Mike Dastoor: No. So, I think the company, the management team, everyone feels we’re highly undervalued still, and the best return that we can get is in buybacks. Having said that, if an M&A comes up — I’ll just remind you our debt leverage is at a very low point. It’s at like 1.1, and that gives us sufficient room to do an acquisition if needed from debt if the financials work out and it’s capability driven, it’s all in the right end markets, et cetera. So, it’ll be based on — it’ll be based off of our debt structure. So, I would think of the buybacks as — we’re definitely going to go and do that, and any M&A will be on top of that, and we have plenty of liquidity and plenty of leverage to do that.
Steven Fox: Great. Thank you so much.
Operator: Thank you. Next question is coming from Matt Sheerin from Stifel. Your line is now live.
Matt Sheerin: Yes, thanks, and good morning, everyone.
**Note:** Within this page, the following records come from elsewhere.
//! Mesh component referencing GPU geometry owned by the renderer.

/// Opaque handle to mesh geometry uploaded by the renderer.
#[derive(Debug, Clone, Copy, PartialEq, Eq, Hash, PartialOrd, Ord)]
pub struct MeshHandle(u32);

impl MeshHandle {
    pub const fn new(index: u32) -> Self {
        Self(index)
    }

    pub fn index(&self) -> u32 {
        self.0
    }
}

/// Component that references a mesh for rendering.
///
/// ```
/// use cyclonite_ecs::components::{Mesh, MeshHandle};
///
/// let mesh = Mesh::new(MeshHandle::new(42), 36).with_cast_shadows(false);
/// assert!(!mesh.cast_shadows);
/// ```
#[derive(Debug, Clone, Copy, PartialEq)]
pub struct Mesh {
    pub mesh: MeshHandle,
    /// Number of indices drawn for this mesh.
    pub index_count: u32,
    /// Local-space bounding sphere radius, used for shadow frustum fitting.
    pub bounding_radius: f32,
    pub cast_shadows: bool,
}

impl Mesh {
    #[inline]
    pub fn new(mesh: MeshHandle, index_count: u32) -> Self {
        Self {
            mesh,
            index_count,
            bounding_radius: 1.0,
            cast_shadows: true,
        }
    }

    #[inline]
    #[must_use]
    pub fn with_cast_shadows(mut self, cast: bool) -> Self {
        self.cast_shadows = cast;
        self
    }

    #[inline]
    #[must_use]
    pub fn with_bounding_radius(mut self, radius: f32) -> Self {
        self.bounding_radius = radius;
        self
    }
}
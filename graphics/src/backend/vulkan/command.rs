//! Per-slot and persistent command pools.
//!
//! Every command buffer gets its own pool so recording workers never share a
//! pool. Slot pools are reset in bulk when their slot is recycled and then
//! reused by later allocations for the same queue family. Persistent pools
//! live until their single buffer is freed.

use std::collections::HashMap;

use ash::vk;

use crate::backend::BackendError;

use super::conversion::convert_result;

/// Create a command pool for one queue family.
pub fn create_command_pool(
    device: &ash::Device,
    queue_family_index: u32,
    flags: vk::CommandPoolCreateFlags,
) -> Result<vk::CommandPool, BackendError> {
    let pool_info = vk::CommandPoolCreateInfo::default()
        .queue_family_index(queue_family_index)
        .flags(flags);

    unsafe { device.create_command_pool(&pool_info, None) }
        .map_err(|e| convert_result(e, "create command pool"))
}

/// Allocate one primary command buffer from a fresh pool.
fn allocate_with_pool(
    device: &ash::Device,
    family: u32,
    flags: vk::CommandPoolCreateFlags,
) -> Result<(vk::CommandPool, vk::CommandBuffer), BackendError> {
    let pool = create_command_pool(device, family, flags)?;
    let alloc_info = vk::CommandBufferAllocateInfo::default()
        .command_pool(pool)
        .level(vk::CommandBufferLevel::PRIMARY)
        .command_buffer_count(1);

    match unsafe { device.allocate_command_buffers(&alloc_info) } {
        Ok(buffers) => Ok((pool, buffers[0])),
        Err(e) => {
            unsafe { device.destroy_command_pool(pool, None) };
            Err(convert_result(e, "allocate command buffer"))
        }
    }
}

#[derive(Debug, Clone, Copy)]
struct PoolEntry {
    family: u32,
    pool: vk::CommandPool,
    buffer: vk::CommandBuffer,
    in_use: bool,
}

/// Command pools owned by one in-flight slot.
#[derive(Debug, Default)]
pub struct SlotCommandPools {
    entries: Vec<PoolEntry>,
}

impl SlotCommandPools {
    /// Hand out a command buffer for `family`, reusing a free pool if any.
    pub fn allocate(
        &mut self,
        device: &ash::Device,
        family: u32,
    ) -> Result<vk::CommandBuffer, BackendError> {
        if let Some(entry) = self
            .entries
            .iter_mut()
            .find(|e| !e.in_use && e.family == family)
        {
            entry.in_use = true;
            return Ok(entry.buffer);
        }

        let (pool, buffer) =
            allocate_with_pool(device, family, vk::CommandPoolCreateFlags::TRANSIENT)?;

        self.entries.push(PoolEntry {
            family,
            pool,
            buffer,
            in_use: true,
        });
        Ok(buffer)
    }

    /// Reset every pool. The GPU must be done with all of the slot's buffers.
    pub fn reset(&mut self, device: &ash::Device) -> Result<(), BackendError> {
        for entry in self.entries.iter_mut().filter(|e| e.in_use) {
            unsafe { device.reset_command_pool(entry.pool, vk::CommandPoolResetFlags::empty()) }
                .map_err(|e| convert_result(e, "reset command pool"))?;
            entry.in_use = false;
        }
        Ok(())
    }

    pub fn destroy(&mut self, device: &ash::Device) {
        for entry in self.entries.drain(..) {
            unsafe { device.destroy_command_pool(entry.pool, None) };
        }
    }

    pub fn len(&self) -> usize {
        self.entries.len()
    }
}

/// Command buffers recorded once and submitted across frames, one pool each.
#[derive(Debug, Default)]
pub struct PersistentCommandPools {
    pools: HashMap<vk::CommandBuffer, vk::CommandPool>,
}

impl PersistentCommandPools {
    pub fn allocate(
        &mut self,
        device: &ash::Device,
        family: u32,
    ) -> Result<vk::CommandBuffer, BackendError> {
        let (pool, buffer) =
            allocate_with_pool(device, family, vk::CommandPoolCreateFlags::empty())?;
        self.pools.insert(buffer, pool);
        Ok(buffer)
    }

    pub fn contains(&self, buffer: vk::CommandBuffer) -> bool {
        self.pools.contains_key(&buffer)
    }

    /// Destroy the pool behind `buffer`. Returns `false` if it is not a
    /// persistent buffer.
    pub fn free(&mut self, device: &ash::Device, buffer: vk::CommandBuffer) -> bool {
        match self.pools.remove(&buffer) {
            Some(pool) => {
                unsafe { device.destroy_command_pool(pool, None) };
                true
            }
            None => false,
        }
    }

    pub fn destroy(&mut self, device: &ash::Device) {
        for (_, pool) in self.pools.drain() {
            unsafe { device.destroy_command_pool(pool, None) };
        }
    }

    pub fn len(&self) -> usize {
        self.pools.len()
    }
}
A couple of questions for me if I can. One on in terms of your guidance for EMS, it looks like you’re guiding Networking and Storage down 6% and you also talked about,, Kenny, the fact that you’re disciplined, you starting to optimize your customer portfolio there. So, does that guidance reflect just weakness in end markets in terms of visibility with customers, or are you disengaging with some programs that don’t meet your return or profitability goals?
Kenny Wilson: Yeah, hey, [Steven] (ph), it’s a little bit of both in this instance.
Matt Sheerin: Okay. Maybe drill down a little bit in terms of what you’re seeing in those markets?
Kenny Wilson: Yeah, I mean just that, there are kind of some legacy EMS type kind of built to print type of models in some instances. And our view there is that where we can serve — we’re always looking to find where we can serve and add value. If our serve and add value becomes 100% built to print, then probably there’s people that can do that cheaper than us and can do it — and allowing us to add value for other customers where we can be vertical or where we can do — just do more engineering services or whatever. So, I mean, we’re not walking away from customers. It’s a discussion around, look, I’m not sure it’s the right fit for ourselves and for our customers. So there’s a little bit of that. And then some of it is just end market softness right now.
We see some softness in that market as well as in the consumer space. So, we do expect that to recover. I mean, we’re not walking away from the Networking and Storage business, just to be clear. We also see that in that area of our business that the amount of enhanced or advanced networking that’s required to support the AI data centers is significant also. So, we think, longer term, this business will be okay for us, but we’re just seeing a little bit of softness in the short term, plus, some discussions with a couple of customers.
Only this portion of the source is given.